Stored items
___
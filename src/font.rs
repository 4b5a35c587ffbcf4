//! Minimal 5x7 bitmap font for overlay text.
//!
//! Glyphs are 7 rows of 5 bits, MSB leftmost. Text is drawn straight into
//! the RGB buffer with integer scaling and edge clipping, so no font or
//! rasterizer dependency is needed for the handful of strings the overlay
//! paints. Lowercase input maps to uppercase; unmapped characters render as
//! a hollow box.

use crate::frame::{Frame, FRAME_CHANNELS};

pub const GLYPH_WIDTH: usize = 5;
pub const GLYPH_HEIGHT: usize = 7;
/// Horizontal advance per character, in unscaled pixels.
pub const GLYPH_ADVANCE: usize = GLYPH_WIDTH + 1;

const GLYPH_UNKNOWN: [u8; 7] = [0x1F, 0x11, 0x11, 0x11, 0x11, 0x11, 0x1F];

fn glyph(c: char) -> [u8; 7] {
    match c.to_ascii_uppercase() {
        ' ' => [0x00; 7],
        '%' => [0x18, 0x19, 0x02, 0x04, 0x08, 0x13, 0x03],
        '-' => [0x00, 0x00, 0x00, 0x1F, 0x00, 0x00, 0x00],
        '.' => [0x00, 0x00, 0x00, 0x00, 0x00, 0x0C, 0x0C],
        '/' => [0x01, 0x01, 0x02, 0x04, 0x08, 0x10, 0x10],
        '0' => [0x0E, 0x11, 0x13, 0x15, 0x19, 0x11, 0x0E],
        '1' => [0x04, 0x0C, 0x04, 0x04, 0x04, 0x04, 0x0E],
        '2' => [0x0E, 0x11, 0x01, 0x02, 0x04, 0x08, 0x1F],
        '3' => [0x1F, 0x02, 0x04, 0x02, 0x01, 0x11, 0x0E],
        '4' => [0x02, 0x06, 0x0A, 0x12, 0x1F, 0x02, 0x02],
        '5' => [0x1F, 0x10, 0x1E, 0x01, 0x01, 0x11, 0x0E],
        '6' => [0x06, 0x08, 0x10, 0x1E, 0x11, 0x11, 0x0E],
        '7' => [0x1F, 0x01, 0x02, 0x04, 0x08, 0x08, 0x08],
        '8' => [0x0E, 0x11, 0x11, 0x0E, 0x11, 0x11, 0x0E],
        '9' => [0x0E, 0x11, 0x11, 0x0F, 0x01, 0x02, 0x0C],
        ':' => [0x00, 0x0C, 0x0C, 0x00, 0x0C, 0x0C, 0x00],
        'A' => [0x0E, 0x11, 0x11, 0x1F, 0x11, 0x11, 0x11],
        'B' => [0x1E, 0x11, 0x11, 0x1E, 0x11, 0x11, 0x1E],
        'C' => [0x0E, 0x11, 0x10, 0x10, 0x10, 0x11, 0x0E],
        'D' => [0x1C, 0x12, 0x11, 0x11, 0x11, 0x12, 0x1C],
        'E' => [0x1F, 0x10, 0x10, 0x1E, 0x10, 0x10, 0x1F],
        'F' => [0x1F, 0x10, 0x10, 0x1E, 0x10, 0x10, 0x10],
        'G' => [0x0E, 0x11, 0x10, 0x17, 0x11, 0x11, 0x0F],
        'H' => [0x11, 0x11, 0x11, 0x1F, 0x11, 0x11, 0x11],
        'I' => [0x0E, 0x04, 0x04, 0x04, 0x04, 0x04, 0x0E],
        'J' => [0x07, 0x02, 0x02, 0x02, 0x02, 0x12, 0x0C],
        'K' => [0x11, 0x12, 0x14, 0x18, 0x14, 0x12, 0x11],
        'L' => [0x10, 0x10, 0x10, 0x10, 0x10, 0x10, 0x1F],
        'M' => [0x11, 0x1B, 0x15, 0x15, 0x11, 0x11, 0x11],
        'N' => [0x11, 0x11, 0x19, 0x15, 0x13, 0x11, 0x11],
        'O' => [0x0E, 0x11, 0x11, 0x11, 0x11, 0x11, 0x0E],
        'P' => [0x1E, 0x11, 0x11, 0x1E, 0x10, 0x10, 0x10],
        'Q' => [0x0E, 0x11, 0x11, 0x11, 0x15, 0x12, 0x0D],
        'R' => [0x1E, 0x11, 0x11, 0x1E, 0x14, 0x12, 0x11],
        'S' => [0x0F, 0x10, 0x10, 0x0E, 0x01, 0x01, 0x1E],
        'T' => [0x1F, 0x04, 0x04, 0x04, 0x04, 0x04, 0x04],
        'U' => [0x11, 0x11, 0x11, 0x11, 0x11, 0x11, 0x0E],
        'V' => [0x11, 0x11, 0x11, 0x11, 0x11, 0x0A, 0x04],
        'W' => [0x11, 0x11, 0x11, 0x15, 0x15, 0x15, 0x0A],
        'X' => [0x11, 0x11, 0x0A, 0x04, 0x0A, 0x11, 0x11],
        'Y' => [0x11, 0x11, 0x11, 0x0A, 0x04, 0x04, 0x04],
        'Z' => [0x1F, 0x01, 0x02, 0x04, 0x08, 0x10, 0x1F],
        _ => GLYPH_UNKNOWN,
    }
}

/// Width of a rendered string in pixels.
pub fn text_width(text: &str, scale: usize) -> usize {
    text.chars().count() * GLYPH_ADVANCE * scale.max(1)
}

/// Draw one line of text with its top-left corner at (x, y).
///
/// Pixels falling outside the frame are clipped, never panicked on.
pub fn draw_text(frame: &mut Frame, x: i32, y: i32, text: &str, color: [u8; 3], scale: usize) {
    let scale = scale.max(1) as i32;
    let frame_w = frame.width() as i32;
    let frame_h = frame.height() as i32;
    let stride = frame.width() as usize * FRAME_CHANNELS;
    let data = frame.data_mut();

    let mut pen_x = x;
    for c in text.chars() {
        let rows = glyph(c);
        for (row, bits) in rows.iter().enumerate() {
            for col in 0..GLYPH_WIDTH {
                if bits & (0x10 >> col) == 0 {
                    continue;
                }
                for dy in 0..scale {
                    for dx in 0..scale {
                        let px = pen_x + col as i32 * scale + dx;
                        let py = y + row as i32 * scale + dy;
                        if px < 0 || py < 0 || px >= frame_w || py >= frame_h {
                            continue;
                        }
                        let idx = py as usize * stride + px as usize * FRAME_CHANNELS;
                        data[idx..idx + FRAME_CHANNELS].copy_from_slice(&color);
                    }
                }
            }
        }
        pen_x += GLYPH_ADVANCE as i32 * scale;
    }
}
___
Task to complete: Would you please give all of the records again exactly as they stand?

Output:
filename src/font.rs
repository 4b5a35c587ffbcf4
//! Minimal 5x7 bitmap font for overlay text.
//!
//! Glyphs are 7 rows of 5 bits, MSB leftmost. Text is drawn straight into
//! the RGB buffer with integer scaling and edge clipping, so no font or
//! rasterizer dependency is needed for the handful of strings the overlay
//! paints. Lowercase input maps to uppercase; unmapped characters render as
//! a hollow box.

use crate::frame::{Frame, FRAME_CHANNELS};

pub const GLYPH_WIDTH: usize = 5;
pub const GLYPH_HEIGHT: usize = 7;
/// Horizontal advance per character, in unscaled pixels.
pub const GLYPH_ADVANCE: usize = GLYPH_WIDTH + 1;

const GLYPH_UNKNOWN: [u8; 7] = [0x1F, 0x11, 0x11, 0x11, 0x11, 0x11, 0x1F];

fn glyph(c: char) -> [u8; 7] {
    match c.to_ascii_uppercase() {
        ' ' => [0x00; 7],
        '%' => [0x18, 0x19, 0x02, 0x04, 0x08, 0x13, 0x03],
        '-' => [0x00, 0x00, 0x00, 0x1F, 0x00, 0x00, 0x00],
        '.' => [0x00, 0x00, 0x00, 0x00, 0x00, 0x0C, 0x0C],
        '/' => [0x01, 0x01, 0x02, 0x04, 0x08, 0x10, 0x10],
        '0' => [0x0E, 0x11, 0x13, 0x15, 0x19, 0x11, 0x0E],
        '1' => [0x04, 0x0C, 0x04, 0x04, 0x04, 0x04, 0x0E],
        '2' => [0x0E, 0x11, 0x01, 0x02, 0x04, 0x08, 0x1F],
        '3' => [0x1F, 0x02, 0x04, 0x02, 0x01, 0x11, 0x0E],
        '4' => [0x02, 0x06, 0x0A, 0x12, 0x1F, 0x02, 0x02],
        '5' => [0x1F, 0x10, 0x1E, 0x01, 0x01, 0x11, 0x0E],
        '6' => [0x06, 0x08, 0x10, 0x1E, 0x11, 0x11, 0x0E],
        '7' => [0x1F, 0x01, 0x02, 0x04, 0x08, 0x08, 0x08],
        '8' => [0x0E, 0x11, 0x11, 0x0E, 0x11, 0x11, 0x0E],
        '9' => [0x0E, 0x11, 0x11, 0x0F, 0x01, 0x02, 0x0C],
        ':' => [0x00, 0x0C, 0x0C, 0x00, 0x0C, 0x0C, 0x00],
        'A' => [0x0E, 0x11, 0x11, 0x1F, 0x11, 0x11, 0x11],
        'B' => [0x1E, 0x11, 0x11, 0x1E, 0x11, 0x11, 0x1E],
        'C' => [0x0E, 0x11, 0x10, 0x10, 0x10, 0x11, 0x0E],
        'D' => [0x1C, 0x12, 0x11, 0x11, 0x11, 0x12, 0x1C],
        'E' => [0x1F, 0x10, 0x10, 0x1E, 0x10, 0x10, 0x1F],
        'F' => [0x1F, 0x10, 0x10, 0x1E, 0x10, 0x10, 0x10],
        'G' => [0x0E, 0x11, 0x10, 0x17, 0x11, 0x11, 0x0F],
        'H' => [0x11, 0x11, 0x11, 0x1F, 0x11, 0x11, 0x11],
        'I' => [0x0E, 0x04, 0x04, 0x04, 0x04, 0x04, 0x0E],
        'J' => [0x07, 0x02, 0x02, 0x02, 0x02, 0x12, 0x0C],
        'K' => [0x11, 0x12, 0x14, 0x18, 0x14, 0x12, 0x11],
        'L' => [0x10, 0x10, 0x10, 0x10, 0x10, 0x10, 0x1F],
        'M' => [0x11, 0x1B, 0x15, 0x15, 0x11, 0x11, 0x11],
        'N' => [0x11, 0x11, 0x19, 0x15, 0x13, 0x11, 0x11],
        'O' => [0x0E, 0x11, 0x11, 0x11, 0x11, 0x11, 0x0E],
        'P' => [0x1E, 0x11, 0x11, 0x1E, 0x10, 0x10, 0x10],
        'Q' => [0x0E, 0x11, 0x11, 0x11, 0x15, 0x12, 0x0D],
        'R' => [0x1E, 0x11, 0x11, 0x1E, 0x14, 0x12, 0x11],
        'S' => [0x0F, 0x10, 0x10, 0x0E, 0x01, 0x01, 0x1E],
        'T' => [0x1F, 0x04, 0x04, 0x04, 0x04, 0x04, 0x04],
        'U' => [0x11, 0x11, 0x11, 0x11, 0x11, 0x11, 0x0E],
        'V' => [0x11, 0x11, 0x11, 0x11, 0x11, 0x0A, 0x04],
        'W' => [0x11, 0x11, 0x11, 0x15, 0x15, 0x15, 0x0A],
        'X' => [0x11, 0x11, 0x0A, 0x04, 0x0A, 0x11, 0x11],
        'Y' => [0x11, 0x11, 0x11, 0x0A, 0x04, 0x04, 0x04],
        'Z' => [0x1F, 0x01, 0x02, 0x04, 0x08, 0x10, 0x1F],
        _ => GLYPH_UNKNOWN,
    }
}

/// Width of a rendered string in pixels.
pub fn text_width(text: &str, scale: usize) -> usize {
    text.chars().count() * GLYPH_ADVANCE * scale.max(1)
}

/// Draw one line of text with its top-left corner at (x, y).
///
/// Pixels falling outside the frame are clipped, never panicked on.
pub fn draw_text(frame: &mut Frame, x: i32, y: i32, text: &str, color: [u8; 3], scale: usize) {
    let scale = scale.max(1) as i32;
    let frame_w = frame.width() as i32;
    let frame_h = frame.height() as i32;
    let stride = frame.width() as usize * FRAME_CHANNELS;
    let data = frame.data_mut();

    let mut pen_x = x;
    for c in text.chars() {
        let rows = glyph(c);
        for (row, bits) in rows.iter().enumerate() {
            for col in 0..GLYPH_WIDTH {
                if bits & (0x10 >> col) == 0 {
                    continue;
                }
                for dy in 0..scale {
                    for dx in 0..scale {
                        let px = pen_x + col as i32 * scale + dx;
                        let py = y + row as i32 * scale + dy;
                        if px < 0 || py < 0 || px >= frame_w || py >= frame_h {
                            continue;
                        }
                        let idx = py as usize * stride + px as usize * FRAME_CHANNELS;
                        data[idx..idx + FRAME_CHANNELS].copy_from_slice(&color);
                    }
                }
            }
        }
        pen_x += GLYPH_ADVANCE as i32 * scale;
    }
}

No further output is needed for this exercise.